_PROBLEM TO WORK ON_
Collect the lines of the entries where "feet" shows up.

------

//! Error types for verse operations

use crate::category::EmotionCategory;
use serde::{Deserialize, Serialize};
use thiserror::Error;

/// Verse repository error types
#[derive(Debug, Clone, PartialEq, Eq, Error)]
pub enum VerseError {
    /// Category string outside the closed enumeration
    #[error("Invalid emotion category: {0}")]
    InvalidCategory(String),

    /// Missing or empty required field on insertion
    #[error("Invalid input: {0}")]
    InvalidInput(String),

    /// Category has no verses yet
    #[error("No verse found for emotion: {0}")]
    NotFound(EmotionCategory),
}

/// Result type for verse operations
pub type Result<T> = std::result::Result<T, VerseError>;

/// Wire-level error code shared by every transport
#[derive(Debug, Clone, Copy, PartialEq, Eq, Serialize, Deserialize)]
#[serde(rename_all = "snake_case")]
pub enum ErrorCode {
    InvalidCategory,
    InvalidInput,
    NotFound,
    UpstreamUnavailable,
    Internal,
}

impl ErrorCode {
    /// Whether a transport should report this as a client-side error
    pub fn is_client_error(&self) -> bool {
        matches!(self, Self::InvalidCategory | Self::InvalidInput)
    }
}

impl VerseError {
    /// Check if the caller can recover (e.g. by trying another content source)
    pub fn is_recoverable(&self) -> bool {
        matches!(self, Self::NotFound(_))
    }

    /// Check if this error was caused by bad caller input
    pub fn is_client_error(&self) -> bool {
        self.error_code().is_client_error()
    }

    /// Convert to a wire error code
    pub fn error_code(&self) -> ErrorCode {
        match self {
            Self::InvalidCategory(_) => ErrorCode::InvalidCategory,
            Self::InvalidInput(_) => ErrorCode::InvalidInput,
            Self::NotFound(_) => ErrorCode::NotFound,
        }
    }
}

------

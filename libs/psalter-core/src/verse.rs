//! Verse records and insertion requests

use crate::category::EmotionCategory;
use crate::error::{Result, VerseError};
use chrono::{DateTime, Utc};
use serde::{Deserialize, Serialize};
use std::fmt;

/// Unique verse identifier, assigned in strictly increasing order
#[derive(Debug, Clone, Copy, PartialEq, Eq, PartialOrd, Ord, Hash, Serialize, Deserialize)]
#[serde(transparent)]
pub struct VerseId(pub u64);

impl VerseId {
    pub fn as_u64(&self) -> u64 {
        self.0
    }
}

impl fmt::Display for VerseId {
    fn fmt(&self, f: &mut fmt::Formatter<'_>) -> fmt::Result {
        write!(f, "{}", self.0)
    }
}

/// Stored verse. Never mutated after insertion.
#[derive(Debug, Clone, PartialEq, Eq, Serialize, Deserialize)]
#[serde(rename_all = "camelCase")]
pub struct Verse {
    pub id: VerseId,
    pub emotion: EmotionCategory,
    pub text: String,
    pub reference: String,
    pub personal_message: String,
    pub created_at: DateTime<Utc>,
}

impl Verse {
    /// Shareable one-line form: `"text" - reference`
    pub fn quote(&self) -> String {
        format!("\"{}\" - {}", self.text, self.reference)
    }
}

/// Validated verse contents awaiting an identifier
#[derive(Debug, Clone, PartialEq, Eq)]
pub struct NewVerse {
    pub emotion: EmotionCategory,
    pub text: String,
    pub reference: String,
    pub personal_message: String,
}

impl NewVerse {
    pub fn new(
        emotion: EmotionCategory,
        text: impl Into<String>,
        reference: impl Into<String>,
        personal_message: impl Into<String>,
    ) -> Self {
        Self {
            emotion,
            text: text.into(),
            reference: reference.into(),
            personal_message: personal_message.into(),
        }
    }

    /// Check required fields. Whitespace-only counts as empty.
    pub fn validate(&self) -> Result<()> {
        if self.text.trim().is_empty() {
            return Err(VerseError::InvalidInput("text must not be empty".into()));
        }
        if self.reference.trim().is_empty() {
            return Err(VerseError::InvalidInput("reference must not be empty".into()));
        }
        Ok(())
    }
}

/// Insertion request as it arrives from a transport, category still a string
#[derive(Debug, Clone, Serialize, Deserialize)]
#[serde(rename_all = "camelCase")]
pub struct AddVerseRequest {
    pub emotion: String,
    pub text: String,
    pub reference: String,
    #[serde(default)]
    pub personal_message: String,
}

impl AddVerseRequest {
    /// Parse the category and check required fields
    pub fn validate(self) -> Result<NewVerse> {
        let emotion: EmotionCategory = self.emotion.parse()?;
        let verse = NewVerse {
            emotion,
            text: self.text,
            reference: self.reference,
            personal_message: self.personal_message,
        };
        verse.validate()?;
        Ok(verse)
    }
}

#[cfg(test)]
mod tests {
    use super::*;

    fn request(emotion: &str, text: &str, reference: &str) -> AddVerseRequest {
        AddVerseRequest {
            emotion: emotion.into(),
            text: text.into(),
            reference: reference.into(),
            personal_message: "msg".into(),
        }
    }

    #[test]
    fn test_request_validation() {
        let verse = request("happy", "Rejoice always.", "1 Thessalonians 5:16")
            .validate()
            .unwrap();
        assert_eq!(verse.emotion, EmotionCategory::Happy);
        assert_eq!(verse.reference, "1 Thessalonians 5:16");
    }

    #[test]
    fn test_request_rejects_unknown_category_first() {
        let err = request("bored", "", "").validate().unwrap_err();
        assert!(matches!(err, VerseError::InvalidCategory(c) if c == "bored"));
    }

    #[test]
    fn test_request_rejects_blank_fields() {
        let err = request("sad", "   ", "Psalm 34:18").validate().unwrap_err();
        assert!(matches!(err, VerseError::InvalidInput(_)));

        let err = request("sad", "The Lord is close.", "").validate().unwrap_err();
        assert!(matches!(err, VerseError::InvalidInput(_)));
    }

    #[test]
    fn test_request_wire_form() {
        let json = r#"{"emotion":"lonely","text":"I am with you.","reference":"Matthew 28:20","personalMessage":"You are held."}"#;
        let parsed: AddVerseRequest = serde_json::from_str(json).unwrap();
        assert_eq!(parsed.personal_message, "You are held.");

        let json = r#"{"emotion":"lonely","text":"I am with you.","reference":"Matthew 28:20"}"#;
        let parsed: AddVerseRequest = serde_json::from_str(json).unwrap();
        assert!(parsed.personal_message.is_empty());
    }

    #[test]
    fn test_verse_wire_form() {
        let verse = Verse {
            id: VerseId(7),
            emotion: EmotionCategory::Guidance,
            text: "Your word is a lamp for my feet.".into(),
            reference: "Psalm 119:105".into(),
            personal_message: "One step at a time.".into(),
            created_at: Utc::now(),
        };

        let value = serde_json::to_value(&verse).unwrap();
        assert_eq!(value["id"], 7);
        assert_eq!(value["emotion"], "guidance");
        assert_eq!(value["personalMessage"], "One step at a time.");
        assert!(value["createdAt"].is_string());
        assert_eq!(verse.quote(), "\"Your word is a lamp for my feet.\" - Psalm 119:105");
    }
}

------

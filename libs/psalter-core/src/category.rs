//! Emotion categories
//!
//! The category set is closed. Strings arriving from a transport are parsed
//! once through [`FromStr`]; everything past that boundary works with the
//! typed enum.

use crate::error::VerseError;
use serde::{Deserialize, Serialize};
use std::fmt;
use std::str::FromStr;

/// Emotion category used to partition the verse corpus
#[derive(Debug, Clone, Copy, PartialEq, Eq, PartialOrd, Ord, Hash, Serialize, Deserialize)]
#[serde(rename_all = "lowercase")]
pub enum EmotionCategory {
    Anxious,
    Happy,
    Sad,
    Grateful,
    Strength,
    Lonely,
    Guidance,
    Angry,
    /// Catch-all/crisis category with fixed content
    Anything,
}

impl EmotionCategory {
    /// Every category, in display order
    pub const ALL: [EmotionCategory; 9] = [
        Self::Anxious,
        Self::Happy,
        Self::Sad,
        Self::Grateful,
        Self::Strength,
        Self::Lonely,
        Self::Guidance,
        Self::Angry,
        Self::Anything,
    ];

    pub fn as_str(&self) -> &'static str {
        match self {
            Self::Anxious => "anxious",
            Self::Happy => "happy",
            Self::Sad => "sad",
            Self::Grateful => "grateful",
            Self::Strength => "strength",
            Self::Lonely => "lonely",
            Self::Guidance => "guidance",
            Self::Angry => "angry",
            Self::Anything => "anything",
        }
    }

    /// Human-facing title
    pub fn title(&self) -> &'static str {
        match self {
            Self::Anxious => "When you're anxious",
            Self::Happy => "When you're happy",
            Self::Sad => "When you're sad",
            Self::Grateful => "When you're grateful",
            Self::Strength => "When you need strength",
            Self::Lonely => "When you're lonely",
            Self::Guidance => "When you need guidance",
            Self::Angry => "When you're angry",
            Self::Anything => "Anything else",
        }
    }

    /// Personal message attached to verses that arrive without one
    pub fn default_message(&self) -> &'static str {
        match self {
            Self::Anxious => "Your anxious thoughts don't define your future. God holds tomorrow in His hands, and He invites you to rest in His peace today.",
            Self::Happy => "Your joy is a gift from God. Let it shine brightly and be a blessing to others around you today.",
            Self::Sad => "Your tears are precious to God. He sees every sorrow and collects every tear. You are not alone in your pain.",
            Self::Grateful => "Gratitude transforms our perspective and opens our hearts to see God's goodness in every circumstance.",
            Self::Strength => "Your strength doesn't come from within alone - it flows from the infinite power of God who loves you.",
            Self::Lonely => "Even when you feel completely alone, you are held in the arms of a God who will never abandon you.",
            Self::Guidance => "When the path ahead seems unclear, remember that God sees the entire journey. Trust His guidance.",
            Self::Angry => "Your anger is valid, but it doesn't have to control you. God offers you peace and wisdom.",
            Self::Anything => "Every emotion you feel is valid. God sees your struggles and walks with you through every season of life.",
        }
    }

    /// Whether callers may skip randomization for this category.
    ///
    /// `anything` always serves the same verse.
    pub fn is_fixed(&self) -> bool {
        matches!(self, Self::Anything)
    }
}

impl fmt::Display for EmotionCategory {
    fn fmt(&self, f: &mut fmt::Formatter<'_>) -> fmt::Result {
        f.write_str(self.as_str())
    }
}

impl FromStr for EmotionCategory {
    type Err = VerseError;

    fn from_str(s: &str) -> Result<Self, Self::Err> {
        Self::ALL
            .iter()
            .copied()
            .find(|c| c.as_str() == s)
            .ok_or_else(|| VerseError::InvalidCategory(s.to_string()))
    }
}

------

_EXPECTED ANSWER_
            text: "Your word is a lamp for my feet.".into(),
        assert_eq!(verse.quote(), "\"Your word is a lamp for my feet.\" - Psalm 119:105");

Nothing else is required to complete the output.